(Stored items)
* * * * * * *

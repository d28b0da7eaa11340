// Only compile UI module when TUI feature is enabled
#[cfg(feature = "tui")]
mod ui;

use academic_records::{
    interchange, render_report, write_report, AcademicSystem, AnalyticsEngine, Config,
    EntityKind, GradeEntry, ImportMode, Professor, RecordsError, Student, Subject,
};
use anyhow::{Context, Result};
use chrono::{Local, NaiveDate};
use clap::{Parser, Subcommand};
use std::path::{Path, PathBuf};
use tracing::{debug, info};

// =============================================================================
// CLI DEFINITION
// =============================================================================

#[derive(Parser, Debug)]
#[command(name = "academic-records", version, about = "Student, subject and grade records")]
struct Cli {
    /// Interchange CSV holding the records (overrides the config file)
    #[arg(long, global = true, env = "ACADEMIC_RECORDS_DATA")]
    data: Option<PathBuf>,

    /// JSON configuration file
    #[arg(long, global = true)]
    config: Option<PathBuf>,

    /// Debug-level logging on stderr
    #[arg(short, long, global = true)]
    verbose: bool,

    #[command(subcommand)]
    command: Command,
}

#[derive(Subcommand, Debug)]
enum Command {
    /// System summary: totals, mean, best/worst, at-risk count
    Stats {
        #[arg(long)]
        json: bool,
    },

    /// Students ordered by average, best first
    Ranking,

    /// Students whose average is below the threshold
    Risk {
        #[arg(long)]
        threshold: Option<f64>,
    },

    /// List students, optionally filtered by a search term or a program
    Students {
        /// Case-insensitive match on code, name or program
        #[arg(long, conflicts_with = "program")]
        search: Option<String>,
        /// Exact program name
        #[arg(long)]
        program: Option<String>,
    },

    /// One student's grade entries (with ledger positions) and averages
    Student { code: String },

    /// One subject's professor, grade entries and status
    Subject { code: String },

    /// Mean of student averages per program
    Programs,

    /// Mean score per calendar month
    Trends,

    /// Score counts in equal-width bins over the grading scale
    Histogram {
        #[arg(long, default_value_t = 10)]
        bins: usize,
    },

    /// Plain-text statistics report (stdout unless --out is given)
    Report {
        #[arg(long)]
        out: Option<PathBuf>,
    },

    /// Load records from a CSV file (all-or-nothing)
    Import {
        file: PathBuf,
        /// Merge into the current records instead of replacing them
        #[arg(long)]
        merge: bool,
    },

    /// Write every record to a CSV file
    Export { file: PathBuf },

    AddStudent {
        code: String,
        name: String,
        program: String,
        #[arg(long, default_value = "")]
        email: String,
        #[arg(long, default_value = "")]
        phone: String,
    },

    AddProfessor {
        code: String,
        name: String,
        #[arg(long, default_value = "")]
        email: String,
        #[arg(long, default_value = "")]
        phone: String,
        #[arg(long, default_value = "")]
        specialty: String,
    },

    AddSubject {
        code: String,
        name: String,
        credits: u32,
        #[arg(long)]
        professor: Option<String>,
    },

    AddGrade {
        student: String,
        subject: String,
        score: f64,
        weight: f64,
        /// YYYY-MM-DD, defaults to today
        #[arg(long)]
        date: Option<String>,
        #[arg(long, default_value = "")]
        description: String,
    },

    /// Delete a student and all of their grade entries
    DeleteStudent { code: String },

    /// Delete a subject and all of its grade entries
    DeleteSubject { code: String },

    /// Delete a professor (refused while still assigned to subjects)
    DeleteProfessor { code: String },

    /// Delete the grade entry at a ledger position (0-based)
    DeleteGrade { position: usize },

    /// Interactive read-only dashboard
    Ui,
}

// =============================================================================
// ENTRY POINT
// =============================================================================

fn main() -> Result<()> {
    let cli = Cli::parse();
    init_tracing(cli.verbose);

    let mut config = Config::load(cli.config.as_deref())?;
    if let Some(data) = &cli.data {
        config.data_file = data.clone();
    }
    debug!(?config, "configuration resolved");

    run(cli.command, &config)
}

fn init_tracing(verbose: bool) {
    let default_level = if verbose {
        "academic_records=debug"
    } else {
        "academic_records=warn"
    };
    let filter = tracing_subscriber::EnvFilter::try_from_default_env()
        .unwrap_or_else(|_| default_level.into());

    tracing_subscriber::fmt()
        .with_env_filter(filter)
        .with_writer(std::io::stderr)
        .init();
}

* * * * * * *

__To do__: Write out the records shown above, exactly as they appear.

__Solved problem__:
repository d28b0da7eaa11340
// Only compile UI module when TUI feature is enabled
#[cfg(feature = "tui")]
mod ui;

use academic_records::{
    interchange, render_report, write_report, AcademicSystem, AnalyticsEngine, Config,
    EntityKind, GradeEntry, ImportMode, Professor, RecordsError, Student, Subject,
};
use anyhow::{Context, Result};
use chrono::{Local, NaiveDate};
use clap::{Parser, Subcommand};
use std::path::{Path, PathBuf};
use tracing::{debug, info};

// =============================================================================
// CLI DEFINITION
// =============================================================================

#[derive(Parser, Debug)]
#[command(name = "academic-records", version, about = "Student, subject and grade records")]
struct Cli {
    /// Interchange CSV holding the records (overrides the config file)
    #[arg(long, global = true, env = "ACADEMIC_RECORDS_DATA")]
    data: Option<PathBuf>,

    /// JSON configuration file
    #[arg(long, global = true)]
    config: Option<PathBuf>,

    /// Debug-level logging on stderr
    #[arg(short, long, global = true)]
    verbose: bool,

    #[command(subcommand)]
    command: Command,
}

#[derive(Subcommand, Debug)]
enum Command {
    /// System summary: totals, mean, best/worst, at-risk count
    Stats {
        #[arg(long)]
        json: bool,
    },

    /// Students ordered by average, best first
    Ranking,

    /// Students whose average is below the threshold
    Risk {
        #[arg(long)]
        threshold: Option<f64>,
    },

    /// List students, optionally filtered by a search term or a program
    Students {
        /// Case-insensitive match on code, name or program
        #[arg(long, conflicts_with = "program")]
        search: Option<String>,
        /// Exact program name
        #[arg(long)]
        program: Option<String>,
    },

    /// One student's grade entries (with ledger positions) and averages
    Student { code: String },

    /// One subject's professor, grade entries and status
    Subject { code: String },

    /// Mean of student averages per program
    Programs,

    /// Mean score per calendar month
    Trends,

    /// Score counts in equal-width bins over the grading scale
    Histogram {
        #[arg(long, default_value_t = 10)]
        bins: usize,
    },

    /// Plain-text statistics report (stdout unless --out is given)
    Report {
        #[arg(long)]
        out: Option<PathBuf>,
    },

    /// Load records from a CSV file (all-or-nothing)
    Import {
        file: PathBuf,
        /// Merge into the current records instead of replacing them
        #[arg(long)]
        merge: bool,
    },

    /// Write every record to a CSV file
    Export { file: PathBuf },

    AddStudent {
        code: String,
        name: String,
        program: String,
        #[arg(long, default_value = "")]
        email: String,
        #[arg(long, default_value = "")]
        phone: String,
    },

    AddProfessor {
        code: String,
        name: String,
        #[arg(long, default_value = "")]
        email: String,
        #[arg(long, default_value = "")]
        phone: String,
        #[arg(long, default_value = "")]
        specialty: String,
    },

    AddSubject {
        code: String,
        name: String,
        credits: u32,
        #[arg(long)]
        professor: Option<String>,
    },

    AddGrade {
        student: String,
        subject: String,
        score: f64,
        weight: f64,
        /// YYYY-MM-DD, defaults to today
        #[arg(long)]
        date: Option<String>,
        #[arg(long, default_value = "")]
        description: String,
    },

    /// Delete a student and all of their grade entries
    DeleteStudent { code: String },

    /// Delete a subject and all of its grade entries
    DeleteSubject { code: String },

    /// Delete a professor (refused while still assigned to subjects)
    DeleteProfessor { code: String },

    /// Delete the grade entry at a ledger position (0-based)
    DeleteGrade { position: usize },

    /// Interactive read-only dashboard
    Ui,
}

// =============================================================================
// ENTRY POINT
// =============================================================================

fn main() -> Result<()> {
    let cli = Cli::parse();
    init_tracing(cli.verbose);

    let mut config = Config::load(cli.config.as_deref())?;
    if let Some(data) = &cli.data {
        config.data_file = data.clone();
    }
    debug!(?config, "configuration resolved");

    run(cli.command, &config)
}

fn init_tracing(verbose: bool) {
    let default_level = if verbose {
        "academic_records=debug"
    } else {
        "academic_records=warn"
    };
    let filter = tracing_subscriber::EnvFilter::try_from_default_env()
        .unwrap_or_else(|_| default_level.into());

    tracing_subscriber::fmt()
        .with_env_filter(filter)
        .with_writer(std::io::stderr)
        .init();
}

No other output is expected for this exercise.